June | 2020 | A p p D e c e n t r a l

It’s perhaps suicidal to talk about the Combine framework on the eve of WWDC2020, but I’m going to take a stab at it. Combine will no doubt change a lot on Monday, but I don’t expect the aspect I wish to discuss to change drastically.

I have worked a lot with asynchronous code over the years. When developing an app, you can usually get away with a bare minimum of it, perhaps just the code needed to query a web server. The rest, from disk store queries to UI updates, is generally synchronous.

But when you develop sync frameworks like Ensembles and LLVS, asynchronicity is everywhere. There is the obvious networking involved, such as querying CloudKit, but there are also long running consolidation tasks that cannot be executed synchronously on the main thread. Performing a “sync” operation in a framework like Ensembles can take a few seconds, but I even know extreme cases that can take hours. In a system like that, just about everything is asynchronous.

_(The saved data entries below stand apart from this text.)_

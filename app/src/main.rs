use std::path::{Path, PathBuf};
use std::sync::Arc;

use clap::Parser;
use pldbg_adapters::BufferSurface;
use pldbg_core::{FileDebugJournal, FileSettingsStore};
use pldbg_tui::{TuiError, TuiOptions};
use tracing::info;
use tracing_appender::non_blocking::WorkerGuard;
use tracing_appender::rolling::{RollingFileAppender, Rotation};
use tracing_subscriber::{fmt, EnvFilter};

const LOG_ENV: &str = "PLDBG_LOG";

#[derive(Debug, Parser)]
#[command(name = "pldbg")]
#[command(about = "Step through PL blocks and subprograms in the terminal")]
struct Cli {
    /// PL source file to open
    file: PathBuf,

    /// Settings file to use instead of the platform config directory
    #[arg(long)]
    config: Option<PathBuf>,

    /// Delay the simulated engine adds to every command
    #[arg(long, value_name = "MS")]
    latency_ms: Option<u64>,

    /// Write the effective settings back to the settings file
    #[arg(long)]
    save_settings: bool,
}

/// Logs go to `pldbg.log` next to the settings; the terminal belongs to the UI.
fn init_logging(log_dir: &Path, default_filter: &str) -> Option<WorkerGuard> {
    let filter =
        EnvFilter::try_from_env(LOG_ENV).unwrap_or_else(|_| EnvFilter::new(default_filter));
    let appender = RollingFileAppender::builder()
        .rotation(Rotation::NEVER)
        .filename_prefix("pldbg")
        .filename_suffix("log")
        .build(log_dir)
        .ok()?;
    let (writer, guard) = tracing_appender::non_blocking(appender);

    fmt()
        .with_env_filter(filter)
        .with_writer(writer)
        .with_ansi(false)
        .try_init()
        .ok()?;
    Some(guard)
}

fn run_app(
    cli: &Cli,
    run_tui: impl FnOnce(TuiOptions) -> Result<(), TuiError>,
) -> Result<(), Box<dyn std::error::Error>> {
    let mut store = match &cli.config {
        Some(path) => FileSettingsStore::load_from_path(path)?,
        None => FileSettingsStore::load_default()?,
    };
    if let Some(latency_ms) = cli.latency_ms {
        store.update(|settings| settings.simulated_latency_ms = latency_ms);
    }
    if cli.save_settings {
        store.persist()?;
    }
    let _log_guard = init_logging(store.dir(), &store.settings().log_filter);

    let surface = Arc::new(BufferSurface::from_file(&cli.file)?);
    let settings = store.settings().clone();
    let journal = settings
        .journal
        .then(|| FileDebugJournal::in_dir(store.dir()));
    info!(
        target: "pldbg",
        file = %cli.file.display(),
        settings = %store.path().display(),
        journal = journal.is_some(),
        "pldbg_started"
    );

    run_tui(TuiOptions {
        title: cli.file.display().to_string(),
        surface,
        settings,
        journal,
    })?;
    Ok(())
}

fn main() -> Result<(), Box<dyn std::error::Error>> {
    let cli = Cli::parse();
    run_app(&cli, pldbg_tui::run)
}
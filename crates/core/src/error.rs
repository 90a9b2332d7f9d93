use thiserror::Error;

use crate::gateway::GatewayError;
use crate::session::SessionKey;
use crate::status::{DebugCommand, DebugStatus};

#[derive(Debug, Clone, Copy, PartialEq, Eq, Error)]
pub enum Precondition {
    #[error("there are unsaved changes, save before debugging")]
    UnsavedChanges,
    #[error("the window content is not a valid anonymous block")]
    NotAnAnonymousBlock,
}

#[derive(Debug, Error)]
pub enum DebugError {
    #[error("{0}")]
    PreconditionFailed(Precondition),
    #[error("`{command}` rejected: a `{status}` command is still in flight")]
    CommandRejectedBusy {
        command: DebugCommand,
        status: DebugStatus,
    },
    #[error("`{command}` is not allowed while the session is `{status}`")]
    CommandNotAllowed {
        command: DebugCommand,
        status: DebugStatus,
    },
    #[error("debug engine failed during `{command}`: {source}")]
    GatewayFailure {
        command: DebugCommand,
        #[source]
        source: GatewayError,
    },
    #[error("no debug session registered for `{0}`")]
    SessionNotFound(SessionKey),
}

impl DebugError {
    #[must_use]
    pub fn is_user_facing(&self) -> bool {
        matches!(
            self,
            Self::PreconditionFailed(_) | Self::GatewayFailure { .. }
        )
    }
}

When you are developing in a codebase like that, it is of fundamental importance to begin with a strategy for handling asynchronicity. You can do a lot worse than good ol’ completion handlers, but they cop a bit of flack for the dreaded Pyramid of Doom. Don’t let that put you off: completion handlers are extremely easy to understand, because they offer a clear serial path through the code. And you can combat the ‘pyramid’ by using extra functions, or an asynchronous queueing approach, which is what I usually do.

Combine is Apple’s official approach to asynchronous programming. It is still too new for me to consider using in any of my existing products, but I have been working with it from time to time in smaller side projects, in order to learn the framework, and understand how to think in this new paradigm.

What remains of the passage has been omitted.